Task details — Where the string "which" occurs in a line of the data below, that line should be copied.
─── Record extracts ───
//! Shared filesystem helpers built on `cap-std` and `camino`.
//!
//! Besides the ambient-authority helpers this crate provides [`BaseDir`], which
//! keeps relative file names from escaping a configured root, and
//! [`write_atomic`], which replaces a file through a sibling temp file so
//! readers never observe a partial write.
#![forbid(unsafe_code)]

mod atomic;
mod base_dir;

pub use atomic::{StagedWrite, stage_write, write_atomic};
pub use base_dir::{BaseDir, BaseDirError};

use camino::{Utf8Path, Utf8PathBuf};
use cap_std::{ambient_authority, fs_utf8};
use std::io;
use std::path::Component;

/// Read a UTF-8 file path to a string using ambient authority.
pub fn read_utf8_file(path: &Utf8Path) -> io::Result<String> {
    let (dir, name) = open_dir_and_file(path)?;
    dir.read_to_string(name.as_str())
}

/// Resolve an ambient directory for the given path and return the directory with the file name.
pub fn open_dir_and_file(path: &Utf8Path) -> io::Result<(fs_utf8::Dir, String)> {
    let parent = match path.parent() {
        Some(parent) if !parent.as_str().is_empty() => parent,
        _ => Utf8Path::new("."),
    };
    let file_name = path
        .file_name()
        .ok_or_else(|| io::Error::other("target should include a file name"))?
        .to_owned();
    let dir = fs_utf8::Dir::open_ambient_dir(parent, ambient_authority())?;
    Ok((dir, file_name))
}

/// Ensure the parent directory for `path` exists, handling absolute paths safely for cap-std.
pub fn ensure_parent_dir(path: &Utf8Path) -> io::Result<()> {
    let Some(parent) = path.parent() else {
        return Ok(());
    };
    if parent.as_os_str().is_empty() || parent == Utf8Path::new("/") {
        return Ok(());
    }

    let (base_dir, relative) = base_dir_and_relative(parent)?;
    if relative.as_os_str().is_empty() {
        return Ok(());
    }
    base_dir.create_dir_all(&relative)?;
    Ok(())
}

/// Return whether a path exists and is a regular file using capability-based IO.
///
/// A missing file or a missing parent directory surfaces as
/// [`io::ErrorKind::NotFound`].
pub fn file_is_file(path: &Utf8Path) -> io::Result<bool> {
    let (dir, name) = open_dir_and_file(path)?;
    dir.metadata(name.as_str()).map(|meta| meta.is_file())
}

/// Split an absolute or relative parent path into an ambient base directory and a relative suffix.
pub fn base_dir_and_relative(parent: &Utf8Path) -> io::Result<(fs_utf8::Dir, Utf8PathBuf)> {
    let std_parent = parent.as_std_path();

    let (base, relative) = match std_parent.components().next() {
        // Windows absolute path with a drive or UNC prefix.
        Some(Component::Prefix(prefix)) => {
            let prefix_str = prefix
                .as_os_str()
                .to_str()
                .ok_or_else(|| io::Error::other("non-UTF-8 path prefix"))?;

            let base = Utf8PathBuf::from(prefix_str).join(std::path::MAIN_SEPARATOR.to_string());
            let relative = std_parent
                .strip_prefix(base.as_std_path())
                .or_else(|_| std_parent.strip_prefix(prefix.as_os_str()))
                .map_err(|_| io::Error::other("failed to strip prefix from parent path"))?
                .to_path_buf();
            (base, relative)
        }
        // Unix-style absolute path.
        Some(Component::RootDir) => {
            let base = Utf8PathBuf::from(std::path::MAIN_SEPARATOR.to_string());
            let relative = std_parent
                .strip_prefix(base.as_std_path())
                .map_err(|_| io::Error::other("failed to strip root from absolute path"))?
                .to_path_buf();
            (base, relative)
        }
        // Relative path: resolve from the current directory.
        _ => (Utf8PathBuf::from("."), std_parent.to_path_buf()),
    };

    let dir = fs_utf8::Dir::open_ambient_dir(&base, ambient_authority())?;
    let relative = Utf8PathBuf::from_path_buf(relative)
        .map_err(|_| io::Error::other("non-UTF-8 parent path"))?;

    Ok((dir, relative))
}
───
Response to this exercise —
//! Besides the ambient-authority helpers this crate provides [`BaseDir`], which
//! [`write_atomic`], which replaces a file through a sibling temp file so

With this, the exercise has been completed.